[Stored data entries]
—————
//! Core library for the `skylook` weather client.
//!
//! This crate defines:
//! - Configuration handling
//! - The OpenWeather provider and the location-level weather client
//! - Forecast normalization and unit conversion
//! - Location search with a debounced worker
//! - Geolocation, persisted preferences and the lookup state machine
//!
//! It is used by `skylook-cli`, but can also be reused by other front ends.

pub mod client;
pub mod config;
pub mod error;
pub mod forecast;
pub mod geolocation;
pub mod model;
pub mod provider;
pub mod search;
pub mod session;
pub mod store;
pub mod units;

pub use client::WeatherClient;
pub use config::Config;
pub use error::{GeolocationError, StoreError, WeatherError};
pub use model::{
    Coordinates, ForecastDay, ForecastReport, GeoMatch, LocationSuggestion, UserPreferences,
    WeatherSnapshot,
};
pub use provider::WeatherProvider;
pub use session::{ViewState, WeatherSession};
pub use units::TemperatureUnit;
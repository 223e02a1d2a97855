//! Where is the user? Single-shot position lookups.
//!
//! A terminal has no position API, so [`IpGeolocator`] asks an IP geolocation
//! service instead. [`Unsupported`] stands in when geolocation is turned off.

use std::time::Duration;

use async_trait::async_trait;
use parking_lot::Mutex;
use reqwest::{Client, StatusCode};
use serde::Deserialize;
use tokio::time::{Instant, timeout};

use crate::{GeolocationError, model::Coordinates};

pub const DEFAULT_ENDPOINT: &str = "http://ip-api.com/json/?fields=status,message,lat,lon";

#[derive(Debug, Clone, Copy, PartialEq, Eq)]
pub struct GeolocationOptions {
    /// Upper bound for a whole lookup.
    pub timeout: Duration,
    /// A previous fix younger than this is reused.
    pub maximum_age: Duration,
}

impl Default for GeolocationOptions {
    fn default() -> Self {
        Self {
            timeout: Duration::from_millis(10_000),
            maximum_age: Duration::from_millis(600_000),
        }
    }
}

#[async_trait]
pub trait Geolocator: Send + Sync + std::fmt::Debug {
    async fn current_position(&self) -> Result<Coordinates, GeolocationError>;
}

/// Geolocation is unavailable.
#[derive(Debug, Clone, Copy, Default)]
pub struct Unsupported;

#[async_trait]
impl Geolocator for Unsupported {
    async fn current_position(&self) -> Result<Coordinates, GeolocationError> {
        Err(GeolocationError::UnsupportedPlatform)
    }
}

#[derive(Debug, Deserialize)]
struct IpApiResponse {
    status: String,
    #[serde(default)]
    message: Option<String>,
    #[serde(default)]
    lat: Option<f64>,
    #[serde(default)]
    lon: Option<f64>,
}

#[derive(Debug)]
pub struct IpGeolocator {
    http: Client,
    endpoint: String,
    options: GeolocationOptions,
    last_fix: Mutex<Option<(Instant, Coordinates)>>,
}

impl IpGeolocator {
    pub fn new(endpoint: &str, options: GeolocationOptions) -> Self {
        Self {
            http: Client::new(),
            endpoint: endpoint.to_string(),
            options,
            last_fix: Mutex::new(None),
        }
    }

    fn cached(&self) -> Option<Coordinates> {
        let guard = self.last_fix.lock();
        let (at, coords) = (*guard)?;
        (at.elapsed() <= self.options.maximum_age).then_some(coords)
    }

    async fn lookup(&self) -> Result<Coordinates, GeolocationError> {
        let res = self
            .http
            .get(&self.endpoint)
            .send()
            .await
            .map_err(transport_error)?;

        let status = res.status();
        if !status.is_success() {
            tracing::debug!(%status, "geolocation service refused");
            return Err(match status {
                StatusCode::UNAUTHORIZED | StatusCode::FORBIDDEN => {
                    GeolocationError::PermissionDenied
                }
                _ => GeolocationError::PositionUnavailable,
            });
        }

        let body: IpApiResponse = res.json().await.map_err(transport_error)?;

        match (body.status.as_str(), body.lat, body.lon) {
            ("success", Some(lat), Some(lon)) => Ok(Coordinates::new(lat, lon)),
            _ => {
                tracing::debug!(
                    status = %body.status,
                    message = ?body.message,
                    "no position in response"
                );
                Err(GeolocationError::PositionUnavailable)
            }
        }
    }
}

fn transport_error(e: reqwest::Error) -> GeolocationError {
    if e.is_timeout() {
        GeolocationError::Timeout
    } else {
        tracing::debug!(error = %e, "geolocation request failed");
        GeolocationError::PositionUnavailable
    }
}

#[async_trait]
impl Geolocator for IpGeolocator {
    async fn current_position(&self) -> Result<Coordinates, GeolocationError> {
        if let Some(coords) = self.cached() {
            tracing::debug!(%coords, "using cached position");
            return Ok(coords);
        }

        let coords = timeout(self.options.timeout, self.lookup())
            .await
            .map_err(|_| GeolocationError::Timeout)??;

        tracing::info!(%coords, "geolocation successful");
        *self.last_fix.lock() = Some((Instant::now(), coords));
        Ok(coords)
    }
}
—————
> Problem to work on
The output must consist solely of the lines from the first line of the records through the line containing "pub trait Geolocator: Send", reproduced exactly.

> Task response
//! Core library for the `skylook` weather client.
//!
//! This crate defines:
//! - Configuration handling
//! - The OpenWeather provider and the location-level weather client
//! - Forecast normalization and unit conversion
//! - Location search with a debounced worker
//! - Geolocation, persisted preferences and the lookup state machine
//!
//! It is used by `skylook-cli`, but can also be reused by other front ends.

pub mod client;
pub mod config;
pub mod error;
pub mod forecast;
pub mod geolocation;
pub mod model;
pub mod provider;
pub mod search;
pub mod session;
pub mod store;
pub mod units;

pub use client::WeatherClient;
pub use config::Config;
pub use error::{GeolocationError, StoreError, WeatherError};
pub use model::{
    Coordinates, ForecastDay, ForecastReport, GeoMatch, LocationSuggestion, UserPreferences,
    WeatherSnapshot,
};
pub use provider::WeatherProvider;
pub use session::{ViewState, WeatherSession};
pub use units::TemperatureUnit;
repository 223e02a1d2a97855
//! Where is the user? Single-shot position lookups.
//!
//! A terminal has no position API, so [`IpGeolocator`] asks an IP geolocation
//! service instead. [`Unsupported`] stands in when geolocation is turned off.

use std::time::Duration;

use async_trait::async_trait;
use parking_lot::Mutex;
use reqwest::{Client, StatusCode};
use serde::Deserialize;
use tokio::time::{Instant, timeout};

use crate::{GeolocationError, model::Coordinates};

pub const DEFAULT_ENDPOINT: &str = "http://ip-api.com/json/?fields=status,message,lat,lon";

#[derive(Debug, Clone, Copy, PartialEq, Eq)]
pub struct GeolocationOptions {
    /// Upper bound for a whole lookup.
    pub timeout: Duration,
    /// A previous fix younger than this is reused.
    pub maximum_age: Duration,
}

impl Default for GeolocationOptions {
    fn default() -> Self {
        Self {
            timeout: Duration::from_millis(10_000),
            maximum_age: Duration::from_millis(600_000),
        }
    }
}

#[async_trait]
pub trait Geolocator: Send + Sync + std::fmt::Debug {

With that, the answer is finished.